A ponente dei Monti Sabini e a settentrione dei Lucretili e dei Cornicolani si estende una plaga collinosa, solcata da fossi e torrenti affluenti di sinistra del Tevere (Fosso dell'Aja, torrente Galantina, F. Farfa, Fosso Corese ecc.). Tra il Salto e il Turano, infine, s'innalza una catena montuosa che raggiunge i 1506 m. nel M. Navegna e che, entrata in territorio abruzzese, prende il nome di Monti Carseolani.
I rilievi montuosi della Sabina, per effetto dell'erosione esercitata dagli agenti atmosferici sui calcari, che, come si è visto, predominano quasi dappertutto, hanno spesso forme piuttosto scabre, e nelle zone più elevate sono brulli o ricoperti da macchie basse e rade. Ruscelli e torrenti rovinosissimi hanno inciso, talvolta assai profondamente, i fianchi delle montagne, dando luogo a gole e a forre selvagge. La vegetazione è più rigogliosa sulle colline e i poggi che fiancheggiano le catene principali e che presentano generalmente forme tondeggianti. Alla costituzione calcarea predominante è dovuta una certa diffusione dei fenomeni carsici (cavità sotterranee numerose, doline) e la presenza di grosse sorgenti, tra le quali quella di S. Susanna (5 mc. d'acqua al secondo), che sgorga presso Rivodutri, e dà origine al fiume di S. Susanna, immissario principale del Lago di Ripa Sottile.
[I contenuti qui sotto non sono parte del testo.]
use crate::aggregate::project_matrix;
use crate::cli::CommonArgs;
use crate::dataset::Dataset;
use crate::model::{Count, ProjectRow, ProjectsOutput, SCHEMA_VERSION};
use crate::people::PersonView;
use crate::util::truncate;
use chrono::Utc;
use console::style;

pub fn exec(common: CommonArgs, json: bool, ndjson: bool) -> anyhow::Result<()> {
    let dataset = Dataset::open(&common, !(json || ndjson))?;
    let views = dataset.filtered_views(common.person.as_deref());
    let rows = compute_projects(&views);

    if json {
        output_json(&rows, &views, &dataset.source_label())?;
    } else if ndjson {
        output_ndjson(&rows)?;
    } else {
        output_table(&rows, &views)?;
    }

    Ok(())
}

/// Project x person table for grouped bars: projects in first-seen order.
pub fn compute_projects(views: &[&PersonView]) -> Vec<ProjectRow> {
    let rankings: Vec<&[Count]> = views.iter().map(|v| v.projects.as_slice()).collect();
    project_matrix(&rankings)
        .into_iter()
        .map(|(project, counts)| ProjectRow { project, counts })
        .collect()
}

fn output_json(rows: &[ProjectRow], views: &[&PersonView], source: &str) -> anyhow::Result<()> {
    let output = ProjectsOutput {
        version: SCHEMA_VERSION,
        generated_at: Utc::now(),
        source: source.to_string(),
        people: views.iter().map(|v| v.person.clone()).collect(),
        projects: rows.to_vec(),
    };
    println!("{}", serde_json::to_string_pretty(&output)?);
    Ok(())
}

fn output_ndjson(rows: &[ProjectRow]) -> anyhow::Result<()> {
    for r in rows {
        println!("{}", serde_json::to_string(r)?);
    }
    Ok(())
}

fn bar(value: u32, max: u32, width: usize) -> String {
    if max == 0 {
        return String::new();
    }
    let filled = ((value as f64 / max as f64) * width as f64).round() as usize;
    "█".repeat(filled.min(width))
}

fn output_table(rows: &[ProjectRow], views: &[&PersonView]) -> anyhow::Result<()> {
    if rows.is_empty() {
        println!("No data to display");
        return Ok(());
    }

    let max = rows
        .iter()
        .flat_map(|r| r.counts.iter().copied())
        .max()
        .unwrap_or(0);

    println!("{}", style("Commits per repo").bold());
    println!("{}", "─".repeat(80));
    for r in rows.iter().take(50) {
        println!("{}", style(truncate(&r.project, 60)).bold());
        for (view, &count) in views.iter().zip(&r.counts) {
            println!(
                "  {:<20} {:>5} {}",
                truncate(&view.person.name, 20),
                count,
                style(bar(count, max, 40)).cyan()
            );
        }
    }
    if rows.len() > 50 {
        println!("\n... and {} more projects", rows.len() - 50);
    }
    Ok(())
}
Tutto il territorio sabino rientra nel bacino idrografico del Tevere. La regione abbonda di acque, sia superficiali, sia sotterranee, ma è da notare che le condizioni geologiche e morfologiche unitamente a quelle climatiche, dànno ai corsi d'acqua carattere fortemente torrentizio: anche i fiumi maggiori, quali il Velino e i suoi affluenti Salto e Turano, hanno piene rovinose (non di rado essi rompono gli argini che li fiancheggiano e inondano per vasto tratto la piana di Rieti). I corsi d'acqua che si versano direttamente nel Tevere d'estate sono asciutti, salvo qualcuno alimentato da sorgenti copiose, come il Farfa (sorgenti Capore e Lariane).
Quanto al clima della Sabina, si può dire che nel complesso non differisce gran che da quello delle altre regioni montuose dell'Appennino centrale; si notano peraltro notevoli differenze tra una parte e l'altra della regione a causa della varia esposizione e delle condizioni altimetriche: così la Sabina occidentale, collinosa e più esposta all'azione mitigatrice del mare, ha clima più dolce della Sabina orientale, più elevata e montuosa. Qui sono maggiori le escursioni annue e diurne e più abbondanti le precipitazioni (Rieti 1251 mm. in confronto con gli 886 mm. di Poggio Mirteto).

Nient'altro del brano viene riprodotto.